* About this exercise
Go through the listing below and report how many lines contain the word "false"; write no other words.

* Material provided
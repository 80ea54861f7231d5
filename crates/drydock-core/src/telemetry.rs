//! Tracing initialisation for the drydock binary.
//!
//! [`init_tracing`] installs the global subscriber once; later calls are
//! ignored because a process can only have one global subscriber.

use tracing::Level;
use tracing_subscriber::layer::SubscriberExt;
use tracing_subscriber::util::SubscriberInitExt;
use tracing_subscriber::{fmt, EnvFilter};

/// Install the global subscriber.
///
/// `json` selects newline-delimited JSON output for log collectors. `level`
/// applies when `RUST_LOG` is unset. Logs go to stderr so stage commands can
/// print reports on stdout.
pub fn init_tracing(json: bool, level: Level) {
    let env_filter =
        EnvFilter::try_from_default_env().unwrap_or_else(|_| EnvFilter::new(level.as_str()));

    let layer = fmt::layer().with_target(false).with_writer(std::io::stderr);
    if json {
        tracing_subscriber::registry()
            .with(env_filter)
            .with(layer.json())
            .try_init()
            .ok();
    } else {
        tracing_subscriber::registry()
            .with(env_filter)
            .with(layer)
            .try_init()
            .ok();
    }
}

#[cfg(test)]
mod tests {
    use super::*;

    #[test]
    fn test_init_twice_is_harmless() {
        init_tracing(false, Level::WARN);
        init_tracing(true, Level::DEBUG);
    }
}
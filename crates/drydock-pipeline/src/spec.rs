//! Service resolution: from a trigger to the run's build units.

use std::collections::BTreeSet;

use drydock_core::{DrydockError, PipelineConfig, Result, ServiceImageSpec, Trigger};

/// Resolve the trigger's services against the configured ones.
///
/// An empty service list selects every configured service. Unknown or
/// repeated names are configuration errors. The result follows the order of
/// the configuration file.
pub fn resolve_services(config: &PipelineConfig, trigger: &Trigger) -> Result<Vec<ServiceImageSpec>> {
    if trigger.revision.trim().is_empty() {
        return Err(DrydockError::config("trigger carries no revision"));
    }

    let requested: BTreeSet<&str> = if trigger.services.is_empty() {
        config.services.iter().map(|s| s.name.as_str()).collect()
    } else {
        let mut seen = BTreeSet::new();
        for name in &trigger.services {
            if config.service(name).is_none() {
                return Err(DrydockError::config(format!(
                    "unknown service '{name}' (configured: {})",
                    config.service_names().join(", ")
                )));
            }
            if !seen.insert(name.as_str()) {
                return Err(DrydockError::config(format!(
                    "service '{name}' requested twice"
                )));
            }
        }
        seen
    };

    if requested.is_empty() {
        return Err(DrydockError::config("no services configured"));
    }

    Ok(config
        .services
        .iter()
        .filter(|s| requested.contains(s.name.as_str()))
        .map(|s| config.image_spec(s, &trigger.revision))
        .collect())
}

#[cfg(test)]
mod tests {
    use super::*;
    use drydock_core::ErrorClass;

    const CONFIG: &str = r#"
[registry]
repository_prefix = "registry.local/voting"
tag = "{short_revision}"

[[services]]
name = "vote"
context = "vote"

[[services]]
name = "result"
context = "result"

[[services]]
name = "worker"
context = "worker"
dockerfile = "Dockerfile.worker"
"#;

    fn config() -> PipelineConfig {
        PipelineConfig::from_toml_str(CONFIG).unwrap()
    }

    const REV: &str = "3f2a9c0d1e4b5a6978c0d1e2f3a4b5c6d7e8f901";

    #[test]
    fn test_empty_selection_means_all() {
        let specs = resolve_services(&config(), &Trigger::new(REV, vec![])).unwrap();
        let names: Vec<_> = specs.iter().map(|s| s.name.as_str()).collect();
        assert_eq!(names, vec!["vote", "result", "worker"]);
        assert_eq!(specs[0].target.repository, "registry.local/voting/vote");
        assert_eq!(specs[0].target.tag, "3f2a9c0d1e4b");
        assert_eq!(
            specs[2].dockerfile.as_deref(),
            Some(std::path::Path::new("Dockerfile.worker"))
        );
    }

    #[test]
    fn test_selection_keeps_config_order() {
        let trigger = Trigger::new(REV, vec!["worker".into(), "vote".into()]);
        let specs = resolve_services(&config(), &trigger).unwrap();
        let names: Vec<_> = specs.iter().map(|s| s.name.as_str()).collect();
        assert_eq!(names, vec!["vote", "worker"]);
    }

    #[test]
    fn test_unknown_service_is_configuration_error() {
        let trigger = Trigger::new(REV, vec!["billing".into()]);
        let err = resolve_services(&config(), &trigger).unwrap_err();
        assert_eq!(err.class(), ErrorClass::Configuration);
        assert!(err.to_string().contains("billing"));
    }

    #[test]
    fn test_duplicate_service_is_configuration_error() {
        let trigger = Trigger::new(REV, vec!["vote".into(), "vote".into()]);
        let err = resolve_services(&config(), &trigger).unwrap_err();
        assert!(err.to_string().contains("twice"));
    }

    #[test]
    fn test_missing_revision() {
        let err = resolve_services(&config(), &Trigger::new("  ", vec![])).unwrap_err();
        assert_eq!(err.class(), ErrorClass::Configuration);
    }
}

* Written answer
2